The present invention relates to a method of manufacturing a field emitter which obviates the problems caused by limitations and disadvantages of the known technology.

According to a specific embodiment of the present invention, it provides a method for manufacturing a field emitter, which includes the following steps: (a) providing a substrate; (b) forming a silicon-containing layer above the substrate; and (c) by allowing the The silicon-containing layer is subjected to an energy source to form a plurality of protruding tips protruding from the surface of the silicon-containing layer.

In addition, according to the present invention, it also provides a method for manufacturing a field emitter, which includes the following steps: (a) providing a substrate; (b) forming a silicon-containing layer on the substrate; A layer is subjected to a patterned energy source to form a plurality of protruding tips protruding from the surface of the silicon-containing layer.

Further, according to the present invention, it provides a method of manufacturing a field emitter, which includes the following steps: (a) providing a substrate; (b) forming a first conductor layer on the substrate; (c) forming a first conductor layer on the first conductor forming a silicon-containing layer over the silicon-containing layer; (d) sequentially forming an insulating layer and a second conductor layer over the silicon-containing layer; (e) patterning the second conductor layer and the insulating layer to expose the silicon-containing layer; and (f) Exposing the exposed silicon-containing layer to an energy source to form a plurality of protruding tips protruding from the surface of the exposed silicon-containing layer.

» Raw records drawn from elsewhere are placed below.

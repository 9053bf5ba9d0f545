//! Storage-related types for the dispatch system.

/// Storage namespaces for the different data collections.
///
/// This enum provides type safety for storage operations by replacing
/// string literals with strongly typed variants.
#[derive(Debug, Clone, Copy, PartialEq, Eq, Hash)]
pub enum StorageKey {
	/// Namespace for order records.
	Orders,
	/// Namespace for wallet entries.
	WalletEntries,
	/// Namespace for payout records.
	Payouts,
}

impl StorageKey {
	/// Returns the string representation of the storage namespace.
	pub fn as_str(&self) -> &'static str {
		match self {
			StorageKey::Orders => "orders",
			StorageKey::WalletEntries => "wallet_entries",
			StorageKey::Payouts => "payouts",
		}
	}
}
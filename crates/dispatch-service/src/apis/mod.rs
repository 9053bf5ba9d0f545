//! HTTP handlers for the dispatch workflow API.

pub mod auth;
pub mod order;
pub mod verification;
pub mod wallet;
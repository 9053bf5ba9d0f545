//! File-based storage backend implementation.
//!
//! Persists each value as one JSON-bytes file under
//! `<storage_path>/<namespace>/<id>`, giving durable state across restarts
//! without an external database.

use crate::{StorageError, StorageInterface};
use async_trait::async_trait;
use dispatch_types::{ConfigSchema, Field, FieldType, Schema, ValidationError};
use std::path::{Path, PathBuf};
use tokio::fs;

/// File-based storage implementation.
pub struct FileStorage {
	/// Root directory holding one subdirectory per namespace.
	base_path: PathBuf,
}

impl FileStorage {
	/// Creates a new FileStorage rooted at the given directory.
	pub fn new(base_path: impl Into<PathBuf>) -> Self {
		Self {
			base_path: base_path.into(),
		}
	}

	/// Splits a `namespace:id` key into a relative file path.
	///
	/// Ids are opaque but must not escape the namespace directory.
	fn path_for(&self, key: &str) -> Result<PathBuf, StorageError> {
		let (namespace, id) = key
			.split_once(':')
			.ok_or_else(|| StorageError::Backend(format!("Malformed key: {}", key)))?;
		if id.is_empty() || id.contains(['/', '\\']) || id == "." || id == ".." {
			return Err(StorageError::Backend(format!("Invalid key id: {}", id)));
		}
		Ok(self.base_path.join(namespace).join(id))
	}
}

#[async_trait]
impl StorageInterface for FileStorage {
	async fn get_bytes(&self, key: &str) -> Result<Vec<u8>, StorageError> {
		let path = self.path_for(key)?;
		match fs::read(&path).await {
			Ok(bytes) => Ok(bytes),
			Err(e) if e.kind() == std::io::ErrorKind::NotFound => Err(StorageError::NotFound),
			Err(e) => Err(StorageError::Backend(e.to_string())),
		}
	}

	async fn set_bytes(&self, key: &str, value: Vec<u8>) -> Result<(), StorageError> {
		let path = self.path_for(key)?;
		if let Some(parent) = path.parent() {
			fs::create_dir_all(parent)
				.await
				.map_err(|e| StorageError::Backend(e.to_string()))?;
		}

		// Write-then-rename so a crash never leaves a half-written record.
		let tmp = path.with_extension("tmp");
		fs::write(&tmp, &value)
			.await
			.map_err(|e| StorageError::Backend(e.to_string()))?;
		fs::rename(&tmp, &path)
			.await
			.map_err(|e| StorageError::Backend(e.to_string()))?;
		Ok(())
	}

	async fn delete(&self, key: &str) -> Result<(), StorageError> {
		let path = self.path_for(key)?;
		match fs::remove_file(&path).await {
			Ok(()) => Ok(()),
			Err(e) if e.kind() == std::io::ErrorKind::NotFound => Ok(()),
			Err(e) => Err(StorageError::Backend(e.to_string())),
		}
	}

	async fn exists(&self, key: &str) -> Result<bool, StorageError> {
		let path = self.path_for(key)?;
		Ok(fs::try_exists(&path)
			.await
			.map_err(|e| StorageError::Backend(e.to_string()))?)
	}

	async fn list_keys(&self, prefix: &str) -> Result<Vec<String>, StorageError> {
		let namespace = prefix.strip_suffix(':').unwrap_or(prefix);
		let dir = self.base_path.join(namespace);
		if !Path::new(&dir).exists() {
			return Ok(Vec::new());
		}

		let mut keys = Vec::new();
		let mut entries = fs::read_dir(&dir)
			.await
			.map_err(|e| StorageError::Backend(e.to_string()))?;
		while let Some(entry) = entries
			.next_entry()
			.await
			.map_err(|e| StorageError::Backend(e.to_string()))?
		{
			let name = entry.file_name();
			let Some(name) = name.to_str() else { continue };
			// Skip interrupted writes.
			if name.ends_with(".tmp") {
				continue;
			}
			keys.push(format!("{}:{}", namespace, name));
		}
		Ok(keys)
	}

	fn config_schema(&self) -> Box<dyn ConfigSchema> {
		Box::new(FileStorageSchema)
	}
}

/// Configuration schema for FileStorage.
pub struct FileStorageSchema;

impl ConfigSchema for FileStorageSchema {
	fn validate(&self, config: &toml::Value) -> Result<(), ValidationError> {
		let schema = Schema::new(
			vec![Field::new("storage_path", FieldType::String)],
			vec![],
		);
		schema.validate(config)
	}
}

/// Factory function to create a file storage backend from configuration.
///
/// Configuration parameters:
/// - `storage_path`: directory where data files are stored (required)
pub fn create_storage(config: &toml::Value) -> Result<Box<dyn StorageInterface>, StorageError> {
	FileStorageSchema
		.validate(config)
		.map_err(|e| StorageError::Configuration(e.to_string()))?;

	let storage_path = config
		.get("storage_path")
		.and_then(|v| v.as_str())
		.ok_or_else(|| StorageError::Configuration("storage_path must be a string".into()))?;

	Ok(Box::new(FileStorage::new(storage_path)))
}

#[cfg(test)]
mod tests {
	use super::*;
	use tempfile::tempdir;

	#[tokio::test]
	async fn test_round_trip_and_delete() {
		let dir = tempdir().unwrap();
		let storage = FileStorage::new(dir.path());

		storage
			.set_bytes("orders:o1", b"payload".to_vec())
			.await
			.unwrap();
		assert_eq!(storage.get_bytes("orders:o1").await.unwrap(), b"payload");
		assert!(storage.exists("orders:o1").await.unwrap());

		storage.delete("orders:o1").await.unwrap();
		assert!(matches!(
			storage.get_bytes("orders:o1").await,
			Err(StorageError::NotFound)
		));
	}

	#[tokio::test]
	async fn test_list_keys_per_namespace() {
		let dir = tempdir().unwrap();
		let storage = FileStorage::new(dir.path());

		storage.set_bytes("orders:o1", vec![1]).await.unwrap();
		storage.set_bytes("wallet_entries:w1", vec![2]).await.unwrap();

		let keys = storage.list_keys("orders:").await.unwrap();
		assert_eq!(keys, vec!["orders:o1"]);
		assert_eq!(storage.list_keys("payouts:").await.unwrap().len(), 0);
	}

	#[tokio::test]
	async fn test_rejects_escaping_ids() {
		let dir = tempdir().unwrap();
		let storage = FileStorage::new(dir.path());

		let result = storage.set_bytes("orders:../evil", vec![1]).await;
		assert!(matches!(result, Err(StorageError::Backend(_))));
	}
}
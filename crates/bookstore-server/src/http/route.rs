//! Declarative route descriptors

use std::{fmt, future::Future, sync::Arc};

use axum::{http::StatusCode, routing::MethodFilter};
use futures::future::{BoxFuture, FutureExt};
use serde::{de::DeserializeOwned, Serialize};
use serde_json::{Map, Value};

use super::schema::Schema;
use crate::error::{ApiError, ApiResult, ValidationError, ValidationLocation};

#[derive(Debug, Clone, Copy, PartialEq, Eq)]
pub enum HttpMethod {
    Get,
    Post,
    Put,
    Patch,
    Delete,
}

impl HttpMethod {
    pub fn method_filter(self) -> MethodFilter {
        match self {
            HttpMethod::Get => MethodFilter::GET,
            HttpMethod::Post => MethodFilter::POST,
            HttpMethod::Put => MethodFilter::PUT,
            HttpMethod::Patch => MethodFilter::PATCH,
            HttpMethod::Delete => MethodFilter::DELETE,
        }
    }

    pub fn as_str(self) -> &'static str {
        match self {
            HttpMethod::Get => "GET",
            HttpMethod::Post => "POST",
            HttpMethod::Put => "PUT",
            HttpMethod::Patch => "PATCH",
            HttpMethod::Delete => "DELETE",
        }
    }
}

impl fmt::Display for HttpMethod {
    fn fmt(&self, f: &mut fmt::Formatter<'_>) -> fmt::Result {
        f.write_str(self.as_str())
    }
}

/// Decoded request handed to a route handler
#[derive(Debug, Clone, Default)]
pub struct HttpRequest {
    pub params: Map<String, Value>,
    pub query: Map<String, Value>,
    pub body: Value,
}

impl HttpRequest {
    /// Deserialize one path parameter
    pub fn param<T: DeserializeOwned>(&self, name: &str) -> Result<T, ValidationError> {
        let value = self
            .params
            .get(name)
            .cloned()
            .ok_or_else(|| ValidationError::new(ValidationLocation::Params, name, "is required"))?;
        serde_json::from_value(value)
            .map_err(|e| ValidationError::new(ValidationLocation::Params, name, e.to_string()))
    }

    /// Deserialize the whole decoded query into `T`
    pub fn query_as<T: DeserializeOwned>(&self) -> Result<T, ValidationError> {
        serde_json::from_value(Value::Object(self.query.clone()))
            .map_err(|e| ValidationError::new(ValidationLocation::Query, "", e.to_string()))
    }

    pub fn body_as<T: DeserializeOwned>(&self) -> Result<T, ValidationError> {
        let body = match &self.body {
            Value::Null => Value::Object(Map::new()),
            body => body.clone(),
        };
        serde_json::from_value(body)
            .map_err(|e| ValidationError::new(ValidationLocation::Body, "", e.to_string()))
    }
}

/// What a handler produced; `None` body means an empty response
#[derive(Debug, Clone, PartialEq)]
pub struct HttpResponse {
    pub status: StatusCode,
    pub body: Option<Value>,
}

impl HttpResponse {
    pub fn json<T: Serialize>(status: StatusCode, body: &T) -> ApiResult<Self> {
        let body = serde_json::to_value(body).map_err(ApiError::internal)?;
        Ok(Self {
            status,
            body: Some(body),
        })
    }

    pub fn ok<T: Serialize>(body: &T) -> ApiResult<Self> {
        Self::json(StatusCode::OK, body)
    }

    pub fn created<T: Serialize>(body: &T) -> ApiResult<Self> {
        Self::json(StatusCode::CREATED, body)
    }

    pub fn no_content() -> Self {
        Self {
            status: StatusCode::NO_CONTENT,
            body: None,
        }
    }
}

pub type RouteHandler =
    Arc<dyn Fn(HttpRequest) -> BoxFuture<'static, ApiResult<HttpResponse>> + Send + Sync>;

/// Schemas applied to the incoming parts of a request
#[derive(Debug, Clone, Default)]
pub struct RequestSchema {
    pub body: Option<Schema>,
    pub query: Option<Schema>,
    pub params: Option<Schema>,
}

impl RequestSchema {
    pub fn new() -> Self {
        Self::default()
    }

    pub fn body(mut self, schema: Schema) -> Self {
        self.body = Some(schema);
        self
    }

    pub fn query(mut self, schema: Schema) -> Self {
        self.query = Some(schema);
        self
    }

    pub fn params(mut self, schema: Schema) -> Self {
        self.params = Some(schema);
        self
    }
}

/// One endpoint: method, path relative to its controller, handler and schemas
#[derive(Clone)]
pub struct HttpRoute {
    pub method: HttpMethod,
    pub path: String,
    pub handler: RouteHandler,
    pub request_schema: Option<RequestSchema>,
    pub response_schema: Option<Schema>,
}

impl HttpRoute {
    pub fn new<F, Fut>(method: HttpMethod, path: impl Into<String>, handler: F) -> Self
    where
        F: Fn(HttpRequest) -> Fut + Send + Sync + 'static,
        Fut: Future<Output = ApiResult<HttpResponse>> + Send + 'static,
    {
        Self {
            method,
            path: path.into(),
            handler: Arc::new(move |request| handler(request).boxed()),
            request_schema: None,
            response_schema: None,
        }
    }

    pub fn get<F, Fut>(path: impl Into<String>, handler: F) -> Self
    where
        F: Fn(HttpRequest) -> Fut + Send + Sync + 'static,
        Fut: Future<Output = ApiResult<HttpResponse>> + Send + 'static,
    {
        Self::new(HttpMethod::Get, path, handler)
    }

    pub fn post<F, Fut>(path: impl Into<String>, handler: F) -> Self
    where
        F: Fn(HttpRequest) -> Fut + Send + Sync + 'static,
        Fut: Future<Output = ApiResult<HttpResponse>> + Send + 'static,
    {
        Self::new(HttpMethod::Post, path, handler)
    }

    pub fn put<F, Fut>(path: impl Into<String>, handler: F) -> Self
    where
        F: Fn(HttpRequest) -> Fut + Send + Sync + 'static,
        Fut: Future<Output = ApiResult<HttpResponse>> + Send + 'static,
    {
        Self::new(HttpMethod::Put, path, handler)
    }

    pub fn patch<F, Fut>(path: impl Into<String>, handler: F) -> Self
    where
        F: Fn(HttpRequest) -> Fut + Send + Sync + 'static,
        Fut: Future<Output = ApiResult<HttpResponse>> + Send + 'static,
    {
        Self::new(HttpMethod::Patch, path, handler)
    }

    pub fn delete<F, Fut>(path: impl Into<String>, handler: F) -> Self
    where
        F: Fn(HttpRequest) -> Fut + Send + Sync + 'static,
        Fut: Future<Output = ApiResult<HttpResponse>> + Send + 'static,
    {
        Self::new(HttpMethod::Delete, path, handler)
    }

    pub fn with_request_schema(mut self, schema: RequestSchema) -> Self {
        self.request_schema = Some(schema);
        self
    }

    pub fn with_response_schema(mut self, schema: Schema) -> Self {
        self.response_schema = Some(schema);
        self
    }
}

impl fmt::Debug for HttpRoute {
    fn fmt(&self, f: &mut fmt::Formatter<'_>) -> fmt::Result {
        f.debug_struct("HttpRoute")
            .field("method", &self.method)
            .field("path", &self.path)
            .field("request_schema", &self.request_schema)
            .field("response_schema", &self.response_schema)
            .finish_non_exhaustive()
    }
}
use serde::{Deserialize, Serialize};
use sqlx::PgPool;
use uuid::Uuid;

use crate::features::categories::{error::CategoryError, types::Category};

#[derive(Debug, Clone, Serialize, Deserialize)]
pub struct GetCategoryQuery {
    pub id: Uuid,
}

#[tracing::instrument(skip(pool))]
pub async fn handle(pool: PgPool, query: GetCategoryQuery) -> Result<Category, CategoryError> {
    sqlx::query_as::<_, Category>(
        r#"
        SELECT id, name, description, created_at, updated_at
        FROM categories
        WHERE id = $1
        "#,
    )
    .bind(query.id)
    .fetch_optional(&pool)
    .await?
    .ok_or(CategoryError::NotFound(query.id))
}
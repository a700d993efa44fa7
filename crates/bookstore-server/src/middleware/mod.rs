//! HTTP middleware: CORS, request tracing and response compression

use axum::http::{header, Method};
use std::time::Duration;
use tower_http::{
    classify::{ServerErrorsAsFailures, SharedClassifier},
    compression::CompressionLayer,
    cors::{Any, CorsLayer},
    trace::{DefaultMakeSpan, DefaultOnFailure, DefaultOnResponse, TraceLayer},
    LatencyUnit,
};
use tracing::Level;

use crate::config::CorsConfig;

/// Create CORS layer from configuration
pub fn cors_layer(config: &CorsConfig) -> CorsLayer {
    let mut cors = CorsLayer::new()
        .allow_methods([
            Method::GET,
            Method::POST,
            Method::PUT,
            Method::DELETE,
            Method::PATCH,
            Method::OPTIONS,
        ])
        .allow_headers([
            header::ACCEPT,
            header::ACCEPT_LANGUAGE,
            header::CONTENT_LANGUAGE,
            header::CONTENT_TYPE,
        ])
        .max_age(Duration::from_secs(3600));

    // Wildcard origins cannot be combined with credentials
    if config.allowed_origins.is_empty() || config.allowed_origins.iter().any(|o| o == "*") {
        return cors.allow_origin(Any);
    }

    let origins: Vec<_> = config
        .allowed_origins
        .iter()
        .filter_map(|origin| origin.parse().ok())
        .collect();
    cors = cors.allow_origin(origins);

    if config.allow_credentials {
        cors = cors.allow_credentials(true);
    }

    cors
}

/// Create tracing/logging layer
///
/// Server errors are already logged once by `ApiError`, so failures are only
/// recorded at debug here.
pub fn tracing_layer() -> TraceLayer<SharedClassifier<ServerErrorsAsFailures>> {
    TraceLayer::new_for_http()
        .make_span_with(DefaultMakeSpan::new().level(Level::INFO))
        .on_response(
            DefaultOnResponse::new()
                .level(Level::INFO)
                .latency_unit(LatencyUnit::Micros),
        )
        .on_failure(
            DefaultOnFailure::new()
                .level(Level::DEBUG)
                .latency_unit(LatencyUnit::Micros),
        )
}

pub fn compression_layer() -> CompressionLayer {
    CompressionLayer::new()
}

#[cfg(test)]
mod tests {
    use super::*;
    use axum::{body::Body, http::Request, routing::get, Router};
    use tower::ServiceExt;

    fn app(config: &CorsConfig) -> Router {
        Router::new()
            .route("/", get(|| async { "ok" }))
            .layer(cors_layer(config))
    }

    #[tokio::test]
    async fn test_cors_allows_configured_origin() {
        let config = CorsConfig {
            allowed_origins: vec!["http://localhost:3000".to_string()],
            allow_credentials: true,
        };

        let response = app(&config)
            .oneshot(
                Request::builder()
                    .uri("/")
                    .header(header::ORIGIN, "http://localhost:3000")
                    .body(Body::empty())
                    .unwrap(),
            )
            .await
            .unwrap();

        assert_eq!(
            response.headers()[header::ACCESS_CONTROL_ALLOW_ORIGIN],
            "http://localhost:3000"
        );
        assert_eq!(
            response.headers()[header::ACCESS_CONTROL_ALLOW_CREDENTIALS],
            "true"
        );
    }

    #[tokio::test]
    async fn test_cors_ignores_unknown_origin() {
        let config = CorsConfig {
            allowed_origins: vec!["http://localhost:3000".to_string()],
            allow_credentials: false,
        };

        let response = app(&config)
            .oneshot(
                Request::builder()
                    .uri("/")
                    .header(header::ORIGIN, "https://evil.example")
                    .body(Body::empty())
                    .unwrap(),
            )
            .await
            .unwrap();

        assert!(response
            .headers()
            .get(header::ACCESS_CONTROL_ALLOW_ORIGIN)
            .is_none());
    }

    #[tokio::test]
    async fn test_cors_wildcard() {
        let config = CorsConfig {
            allowed_origins: vec!["*".to_string()],
            allow_credentials: true,
        };

        let response = app(&config)
            .oneshot(
                Request::builder()
                    .uri("/")
                    .header(header::ORIGIN, "https://anywhere.example")
                    .body(Body::empty())
                    .unwrap(),
            )
            .await
            .unwrap();

        assert_eq!(response.headers()[header::ACCESS_CONTROL_ALLOW_ORIGIN], "*");
    }
}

Furthermore, according to the present invention, it provides a method of manufacturing a field emitter, which includes the following steps: (a) providing a substrate; (b) forming a silicon-containing layer on the substrate; (c) patterning the silicon-containing layer a layer for forming a plurality of silicon-containing islands; and (d) exposing the silicon-containing islands to an energy source for forming a plurality of protruding tips protruding from the surfaces of the silicon-containing islands.

Additional features and advantages of the invention will be set forth in part in the description which follows, and in part will be apparent from the description, or may be learned by practice of the invention. The features and advantages of the invention will be realized and attained by means of the elements and combinations particularly pointed out in the appended claims.

It is to be understood that both the foregoing general description and the following detailed description are exemplary and explanatory only and are not restrictive of the invention as claimed.

The drawings cited in this specification and constituting a part thereof are used to illustrate one specific embodiment of the present invention, and can be used to explain the principles of the present invention in conjunction with the description.

Description of drawings

Reference will now be made in detail to embodiments of the invention, an example of which is illustrated in the accompanying drawings. Wherever possible, the same reference numbers will be used throughout the drawings to refer to the same or like parts.

Figure 1 is a schematic diagram of the formation of these protruding tips after a silicon layer has been exposed to a laser beam and then crystallized.

Figure 2 is a scanning electron micrograph of a protruding tip constructed using laser-induced crystallization in accordance with the present invention.

3A and 3B are schematic cross-sectional views of processing steps for fabricating a triode device according to a preferred embodiment of the present invention.

4A and 4B are schematic cross-sectional views of processing steps for fabricating a triode device according to another preferred embodiment of the present invention.

5A and 5B are schematic cross-sectional views of processing steps for fabricating a triode device according to a further preferred embodiment of the present invention.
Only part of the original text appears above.